Records from a dataset

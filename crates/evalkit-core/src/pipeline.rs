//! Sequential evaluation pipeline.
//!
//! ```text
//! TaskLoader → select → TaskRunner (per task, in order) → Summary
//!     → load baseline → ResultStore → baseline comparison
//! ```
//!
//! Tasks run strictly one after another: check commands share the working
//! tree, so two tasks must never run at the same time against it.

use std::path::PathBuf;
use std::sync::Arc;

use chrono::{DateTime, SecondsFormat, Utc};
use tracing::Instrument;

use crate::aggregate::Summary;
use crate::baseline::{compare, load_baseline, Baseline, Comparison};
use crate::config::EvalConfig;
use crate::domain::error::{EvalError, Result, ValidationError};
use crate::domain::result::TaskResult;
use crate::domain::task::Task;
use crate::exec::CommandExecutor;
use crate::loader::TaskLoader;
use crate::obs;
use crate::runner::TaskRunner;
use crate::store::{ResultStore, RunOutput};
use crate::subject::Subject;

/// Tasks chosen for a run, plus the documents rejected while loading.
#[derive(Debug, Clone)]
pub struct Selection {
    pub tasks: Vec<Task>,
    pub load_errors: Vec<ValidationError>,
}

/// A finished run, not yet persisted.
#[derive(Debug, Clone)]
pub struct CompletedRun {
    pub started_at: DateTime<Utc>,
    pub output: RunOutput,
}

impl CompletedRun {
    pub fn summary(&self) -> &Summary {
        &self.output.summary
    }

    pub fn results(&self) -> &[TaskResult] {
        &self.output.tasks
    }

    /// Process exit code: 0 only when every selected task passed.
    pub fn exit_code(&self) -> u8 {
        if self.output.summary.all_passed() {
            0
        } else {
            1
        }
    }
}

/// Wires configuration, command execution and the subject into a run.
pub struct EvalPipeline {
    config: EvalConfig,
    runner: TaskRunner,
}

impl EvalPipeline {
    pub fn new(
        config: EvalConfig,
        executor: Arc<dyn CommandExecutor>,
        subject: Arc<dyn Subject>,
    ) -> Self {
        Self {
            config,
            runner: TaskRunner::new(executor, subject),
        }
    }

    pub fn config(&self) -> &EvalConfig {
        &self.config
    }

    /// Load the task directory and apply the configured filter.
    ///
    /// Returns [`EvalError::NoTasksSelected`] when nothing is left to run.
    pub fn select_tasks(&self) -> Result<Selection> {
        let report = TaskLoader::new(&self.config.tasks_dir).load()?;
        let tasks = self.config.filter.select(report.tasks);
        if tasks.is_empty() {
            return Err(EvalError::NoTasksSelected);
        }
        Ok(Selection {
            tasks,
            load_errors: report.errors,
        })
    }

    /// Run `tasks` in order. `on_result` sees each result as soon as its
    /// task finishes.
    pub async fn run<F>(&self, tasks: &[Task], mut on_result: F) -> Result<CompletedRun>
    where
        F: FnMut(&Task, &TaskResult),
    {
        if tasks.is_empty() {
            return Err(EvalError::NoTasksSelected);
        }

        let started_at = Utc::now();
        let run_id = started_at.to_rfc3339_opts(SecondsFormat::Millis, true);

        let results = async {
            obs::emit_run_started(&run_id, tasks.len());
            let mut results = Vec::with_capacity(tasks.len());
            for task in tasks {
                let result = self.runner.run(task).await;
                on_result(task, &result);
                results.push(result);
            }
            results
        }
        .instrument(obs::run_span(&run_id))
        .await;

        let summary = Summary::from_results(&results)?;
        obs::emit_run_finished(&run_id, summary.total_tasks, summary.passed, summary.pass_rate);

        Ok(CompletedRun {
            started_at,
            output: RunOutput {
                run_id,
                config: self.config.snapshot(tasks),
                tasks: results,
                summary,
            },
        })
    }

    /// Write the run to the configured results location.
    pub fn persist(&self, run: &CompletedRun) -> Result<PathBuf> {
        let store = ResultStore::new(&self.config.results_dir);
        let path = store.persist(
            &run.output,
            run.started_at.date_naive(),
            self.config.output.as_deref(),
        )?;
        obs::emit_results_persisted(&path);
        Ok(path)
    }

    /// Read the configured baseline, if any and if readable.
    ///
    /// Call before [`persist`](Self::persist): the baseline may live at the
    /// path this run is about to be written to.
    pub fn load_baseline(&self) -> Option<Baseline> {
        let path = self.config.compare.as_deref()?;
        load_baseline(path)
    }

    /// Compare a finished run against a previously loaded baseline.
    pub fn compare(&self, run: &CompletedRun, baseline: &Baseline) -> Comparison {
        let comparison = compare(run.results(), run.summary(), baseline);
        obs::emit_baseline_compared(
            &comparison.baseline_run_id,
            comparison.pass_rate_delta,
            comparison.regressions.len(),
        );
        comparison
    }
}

==

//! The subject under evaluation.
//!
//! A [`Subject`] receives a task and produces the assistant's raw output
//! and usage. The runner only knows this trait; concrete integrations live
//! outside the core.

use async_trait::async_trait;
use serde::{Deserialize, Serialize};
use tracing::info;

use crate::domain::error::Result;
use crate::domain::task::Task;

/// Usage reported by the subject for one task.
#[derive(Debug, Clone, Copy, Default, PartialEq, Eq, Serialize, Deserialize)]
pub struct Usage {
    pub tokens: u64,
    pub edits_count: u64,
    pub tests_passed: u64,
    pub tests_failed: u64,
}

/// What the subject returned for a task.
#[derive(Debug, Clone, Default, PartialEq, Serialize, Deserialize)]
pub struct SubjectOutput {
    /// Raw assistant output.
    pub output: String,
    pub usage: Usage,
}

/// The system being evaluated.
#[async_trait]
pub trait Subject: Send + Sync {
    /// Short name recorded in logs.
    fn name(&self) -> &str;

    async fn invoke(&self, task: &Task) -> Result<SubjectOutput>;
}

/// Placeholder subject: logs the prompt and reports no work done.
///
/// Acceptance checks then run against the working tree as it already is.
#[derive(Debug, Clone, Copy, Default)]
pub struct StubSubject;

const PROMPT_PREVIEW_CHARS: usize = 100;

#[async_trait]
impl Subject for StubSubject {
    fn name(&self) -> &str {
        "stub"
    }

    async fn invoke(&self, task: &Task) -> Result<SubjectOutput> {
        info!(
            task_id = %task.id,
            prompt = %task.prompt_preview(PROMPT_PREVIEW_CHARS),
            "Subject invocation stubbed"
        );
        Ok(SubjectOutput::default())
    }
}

...

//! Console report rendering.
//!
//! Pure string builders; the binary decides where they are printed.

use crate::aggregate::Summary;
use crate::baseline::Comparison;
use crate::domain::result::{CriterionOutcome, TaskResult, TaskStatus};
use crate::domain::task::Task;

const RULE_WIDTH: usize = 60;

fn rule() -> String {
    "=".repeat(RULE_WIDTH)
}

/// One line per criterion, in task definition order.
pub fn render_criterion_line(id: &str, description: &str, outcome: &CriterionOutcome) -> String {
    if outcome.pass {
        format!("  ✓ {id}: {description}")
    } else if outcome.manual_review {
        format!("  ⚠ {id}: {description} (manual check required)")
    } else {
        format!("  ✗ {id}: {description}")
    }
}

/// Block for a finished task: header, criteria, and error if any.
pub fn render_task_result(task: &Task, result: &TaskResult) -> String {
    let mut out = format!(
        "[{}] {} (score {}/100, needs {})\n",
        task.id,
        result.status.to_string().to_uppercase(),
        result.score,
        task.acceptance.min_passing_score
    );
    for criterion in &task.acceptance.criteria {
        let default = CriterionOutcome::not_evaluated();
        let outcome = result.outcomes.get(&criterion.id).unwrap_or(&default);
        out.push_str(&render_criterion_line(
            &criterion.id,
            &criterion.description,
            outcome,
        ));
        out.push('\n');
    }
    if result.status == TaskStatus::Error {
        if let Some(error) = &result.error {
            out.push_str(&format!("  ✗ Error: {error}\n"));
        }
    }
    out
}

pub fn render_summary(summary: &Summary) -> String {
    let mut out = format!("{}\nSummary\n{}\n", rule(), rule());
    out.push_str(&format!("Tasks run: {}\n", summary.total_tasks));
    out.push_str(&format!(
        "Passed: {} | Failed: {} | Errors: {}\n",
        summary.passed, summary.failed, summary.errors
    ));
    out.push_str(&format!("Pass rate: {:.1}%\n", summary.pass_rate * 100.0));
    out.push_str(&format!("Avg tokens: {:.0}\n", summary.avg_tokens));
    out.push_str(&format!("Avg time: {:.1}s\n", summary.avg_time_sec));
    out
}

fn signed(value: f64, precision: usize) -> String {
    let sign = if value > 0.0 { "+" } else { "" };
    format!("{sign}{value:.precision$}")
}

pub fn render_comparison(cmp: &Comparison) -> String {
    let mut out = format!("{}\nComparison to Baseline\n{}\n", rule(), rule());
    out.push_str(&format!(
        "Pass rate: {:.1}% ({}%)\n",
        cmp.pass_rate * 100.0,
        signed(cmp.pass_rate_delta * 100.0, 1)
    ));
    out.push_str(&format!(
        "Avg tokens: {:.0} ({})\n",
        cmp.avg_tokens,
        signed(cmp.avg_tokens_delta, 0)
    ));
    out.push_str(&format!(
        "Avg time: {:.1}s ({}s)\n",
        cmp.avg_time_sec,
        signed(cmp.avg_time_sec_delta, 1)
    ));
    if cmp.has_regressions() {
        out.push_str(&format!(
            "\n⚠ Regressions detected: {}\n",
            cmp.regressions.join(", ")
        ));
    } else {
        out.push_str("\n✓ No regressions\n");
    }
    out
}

Task to complete
Set down only the lines above that fall between the line holding "filename crates/evalkit-core/src/pipeline.rs" and the line holding "use crate::exec::CommandExecutor;", inclusive, keeping each exact.

Answer to this problem
filename crates/evalkit-core/src/pipeline.rs
//! Sequential evaluation pipeline.
//!
//! ```text
//! TaskLoader → select → TaskRunner (per task, in order) → Summary
//!     → load baseline → ResultStore → baseline comparison
//! ```
//!
//! Tasks run strictly one after another: check commands share the working
//! tree, so two tasks must never run at the same time against it.

use std::path::PathBuf;
use std::sync::Arc;

use chrono::{DateTime, SecondsFormat, Utc};
use tracing::Instrument;

use crate::aggregate::Summary;
use crate::baseline::{compare, load_baseline, Baseline, Comparison};
use crate::config::EvalConfig;
use crate::domain::error::{EvalError, Result, ValidationError};
use crate::domain::result::TaskResult;
use crate::domain::task::Task;
use crate::exec::CommandExecutor;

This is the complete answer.